|The Harlem Reentry Team and Key Providers Deep in Case Conference|
Here are some of 3 examples of the magic of case conferencing at Harlem reentry:
-A Harlem Reentry Case Manager updated a client's parole officer that the client was about to be released from Edgecombe Correctional Facility, a 45 day correctional facility that provides intensive drug treatment and serves an alternative to a parole violation for drug users. Recently, the participant had tested positive for multiple substances and began spiraling out of control. The team determined that Edgecombe was the only safe option for the participant and the community. Earlier this week, the Case Manager visited the participant in Edgecombe to reconnect with the client and develop a discharge plan. The client thanked her, his PO, and the team for possibly saving his life and for caring for him. At the meeting, the Case Manager confirmed that the client would return to his former housing, and to substance abuse treatment with his former counselor (also present at the meeting) on a more intensive outpatient basis. The Parole Officer also raised his supervision level to require him to report more regularly to the Center. Additionally, since the client is not ready for employment, the Case Manager recommended that the client begin a Fatherhood program to address some of his feelings about his son in foster care as well as to fill his idle time. The team agreed to this plan, but the PO suggested that should the client test positive again, he might need to mandate him to a residential drug treatment placement.

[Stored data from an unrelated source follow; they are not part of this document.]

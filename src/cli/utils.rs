//! Shared utilities for CLI commands

use chrono::{DateTime, SecondsFormat, Utc};
use colored::Colorize;
use tabled::{Table, settings::Style};

/// Truncate a string with ellipsis if it exceeds max length
pub fn truncate_with_ellipsis(s: &str, max: usize) -> String {
    let char_count = s.chars().count();
    if char_count <= max {
        s.to_string()
    } else {
        let truncated: String = s.chars().take(max.saturating_sub(3)).collect();
        format!("{}...", truncated)
    }
}

/// Format an optional text field for display
pub fn format_optional(value: Option<&str>) -> String {
    match value {
        Some(v) if !v.is_empty() => v.to_string(),
        _ => "-".to_string(),
    }
}

/// Status column for a todo
pub fn status_label(completed: bool) -> &'static str {
    if completed { "Done" } else { "Pending" }
}

/// Completed todo titles are struck through; open ones are left as-is
pub fn styled_title(title: &str, completed: bool) -> String {
    if completed {
        title.strikethrough().to_string()
    } else {
        title.to_string()
    }
}

/// How timestamps are shown in long listings.
#[derive(Debug, Clone, Copy, PartialEq, Eq, Default)]
pub enum DateFormat {
    /// `dd-mm-yyyy`
    #[default]
    Compact,
    /// RFC 3339, e.g. `2025-01-02T03:04:05Z`
    Full,
}

impl DateFormat {
    pub fn from_full_flag(full_date: bool) -> Self {
        if full_date {
            DateFormat::Full
        } else {
            DateFormat::Compact
        }
    }

    pub fn format(self, timestamp: &DateTime<Utc>) -> String {
        match self {
            DateFormat::Compact => timestamp.format("%d-%m-%Y").to_string(),
            DateFormat::Full => timestamp.to_rfc3339_opts(SecondsFormat::Secs, true),
        }
    }
}

/// Apply consistent table styling
pub fn apply_table_style(table: &mut Table) {
    table.with(Style::rounded());
}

-A Harlem Reentry Case Manager let the Reentry Court Judge and his Parole Officer know that a client had been prematurely released from a detox facility. The facility that released him told the Case Manager that they had to discharge him because his insurance would not continue to pay for treatment without a court order. At the meeting, the Case Manager requested such an order from the Reentry Court judge, who obliged. The client will be sent back to detox tomorrow.

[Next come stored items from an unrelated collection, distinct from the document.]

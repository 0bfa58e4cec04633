use std::io::Cursor;

use crate::cli::error::CliError;
use crate::cli::prompt::LinePrompter;
use crate::cli::scope::*;
use crate::db::{
    Database, DbError, GLOBAL_PROJECT_ID, NewProject, ProjectRepository, SqliteDatabase,
};

async fn setup_db() -> SqliteDatabase {
    let db = SqliteDatabase::in_memory()
        .await
        .expect("Failed to create in-memory database");
    db.migrate().await.expect("Migration should succeed");
    db
}

fn answers(input: &str) -> LinePrompter<Cursor<String>, Vec<u8>> {
    LinePrompter::new(Cursor::new(input.to_string()), Vec::new())
}

#[test]
fn fallback_choice_parsing() {
    assert_eq!(FallbackChoice::parse("1"), FallbackChoice::Global);
    assert_eq!(FallbackChoice::parse(" 2 "), FallbackChoice::CreateProject);
    assert_eq!(FallbackChoice::parse("0"), FallbackChoice::Cancel);
    assert_eq!(FallbackChoice::parse(""), FallbackChoice::Cancel);
    assert_eq!(FallbackChoice::parse("global"), FallbackChoice::Cancel);
}

#[tokio::test]
async fn resolve_current_project_matches_filepath() {
    let db = setup_db().await;
    let project = db
        .projects()
        .create(&NewProject {
            title: "Work".to_string(),
            filepath: Some("/home/user/work".to_string()),
            ..Default::default()
        })
        .await
        .unwrap();

    let resolved = resolve_current_project(&db, "/home/user/work").await.unwrap();
    assert_eq!(resolved.id, project.id);

    let missing = resolve_current_project(&db, "/home/user").await;
    assert!(matches!(missing, Err(DbError::NotFound { .. })));
}

#[tokio::test]
async fn resolve_scope_does_not_prompt_when_project_exists() {
    let db = setup_db().await;
    let project = db
        .projects()
        .create(&NewProject {
            title: "Work".to_string(),
            filepath: Some("/work".to_string()),
            ..Default::default()
        })
        .await
        .unwrap();
    let mut prompter = answers("");

    let id = resolve_scope(&db, &mut prompter, "/work").await.unwrap();
    assert_eq!(id, project.id);
    assert!(prompter.into_writer().is_empty());
}

#[tokio::test]
async fn resolve_scope_cancel_is_user_cancelled() {
    let db = setup_db().await;
    let mut prompter = answers("0\n");

    let err = resolve_scope(&db, &mut prompter, "/nowhere")
        .await
        .expect_err("Cancelled");
    assert!(matches!(err, CliError::UserCancelled));
}

#[tokio::test]
async fn resolve_scope_falls_back_to_global_project() {
    let db = setup_db().await;
    db.reset().await.unwrap();
    let mut prompter = answers("1\n");

    let id = resolve_scope(&db, &mut prompter, "/nowhere").await.unwrap();
    assert_eq!(id, GLOBAL_PROJECT_ID);
    assert!(db.projects().get(GLOBAL_PROJECT_ID).await.is_ok());
}

#[tokio::test]
async fn resolve_scope_creates_project_for_directory() {
    let db = setup_db().await;
    let mut prompter = answers("2\nSide project\nweekend hacking\n");

    let id = resolve_scope(&db, &mut prompter, "/side").await.unwrap();

    let project = db.projects().get(id).await.unwrap();
    assert_eq!(project.title, "Side project");
    assert_eq!(project.description.as_deref(), Some("weekend hacking"));
    assert_eq!(project.filepath, "/side");
}

#[tokio::test]
async fn resolve_scope_surfaces_ambiguous_directories() {
    let db = setup_db().await;
    for title in ["One", "Two"] {
        db.projects()
            .create(&NewProject {
                title: title.to_string(),
                filepath: Some("/dup".to_string()),
                ..Default::default()
            })
            .await
            .unwrap();
    }
    let mut prompter = answers("1\n");

    let err = resolve_scope(&db, &mut prompter, "/dup").await.expect_err("Ambiguous");
    assert!(matches!(
        err,
        CliError::Db(DbError::AmbiguousProject { .. })
    ));
}
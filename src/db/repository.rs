//! Repository traits for data access abstraction.
//!
//! These traits define the contract for data access, allowing the storage
//! backend to be swapped (or faked) without changing command logic.

#![allow(async_fn_in_trait)]

use crate::db::{
    DbResult,
    models::{Listing, NewProject, NewTodo, Project, Todo, TodoScope, TodoSummary},
};

/// Repository for Project operations.
pub trait ProjectRepository {
    /// Create a new project. Fails with `InvalidInput` on a blank title.
    async fn create(&self, project: &NewProject) -> DbResult<Project>;

    /// Get a project by ID.
    async fn get(&self, id: i64) -> DbResult<Project>;

    /// Get all projects, ordered by id.
    async fn list(&self) -> DbResult<Vec<Project>>;

    /// Find the single project stored for `filepath` (exact match).
    async fn find_by_filepath(&self, filepath: &str) -> DbResult<Project>;

    /// Delete a project and all of its todos atomically.
    ///
    /// Returns the number of todos removed.
    async fn delete(&self, id: i64) -> DbResult<u64>;

    /// Re-create the global project if it is missing.
    async fn ensure_global(&self) -> DbResult<Project>;
}

/// Repository for Todo operations.
pub trait TodoRepository {
    /// Create a new todo.
    async fn create(&self, todo: &NewTodo) -> DbResult<Todo>;

    /// Get a todo by ID.
    async fn get(&self, id: i64) -> DbResult<Todo>;

    /// Short listing: id, title and completion flag.
    async fn list_summaries(&self, scope: TodoScope) -> DbResult<Listing<TodoSummary>>;

    /// Long listing: every column.
    async fn list(&self, scope: TodoScope) -> DbResult<Listing<Todo>>;

    /// Mark a todo as completed.
    async fn complete(&self, id: i64) -> DbResult<Todo>;

    /// Delete a single todo.
    async fn delete(&self, id: i64) -> DbResult<()>;
}

/// Combined database interface.
pub trait Database {
    type Projects<'a>: ProjectRepository
    where
        Self: 'a;
    type Todos<'a>: TodoRepository
    where
        Self: 'a;

    /// Run pending migrations.
    async fn migrate(&self) -> DbResult<()>;

    /// Get the project repository.
    fn projects(&self) -> Self::Projects<'_>;

    /// Get the todo repository.
    fn todos(&self) -> Self::Todos<'_>;

    /// Remove every todo and project and reset both id sequences.
    async fn reset(&self) -> DbResult<()>;
}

-A Housing Counselor reported that after a case conference with a client and his Harlem Reentry Case Manager on site at the transitional housing program, the participant's behavior at the program vastly improved. At that meeting, the Housing Counselor and Harlem Reentry Case Manager met with the participant to address his aggressive behavior, discuss coping skills, and to conduct a goal setting workshop with him. The Housing Counselor also mentioned the participant had really enjoyed volunteering at a graduation held by Harlem Reentry last week and that his focus and attendance at programming improved immediately after that experience. The team suggested that the Housing Counselor engage the participant in volunteer work at the housing site. The Housing Counselor thought that was a great idea. The Parole Officer said she would commend the client for his improved behavior and encourage his volunteer work.
One other aspect of the monthly meeting is the vetting of new providers. Recently, the team identified the need for quality mental health treatment for participants who don't necessarily have an Axis 1 mental health diagnosis, but are still need of intensive mental health treatment, or at the least, a screening. One of our case managers, arranged for FEGS NYC Link to present at the meeting. During the presentation, it became clear that FEGS will become a key new player in Harlem Reentry.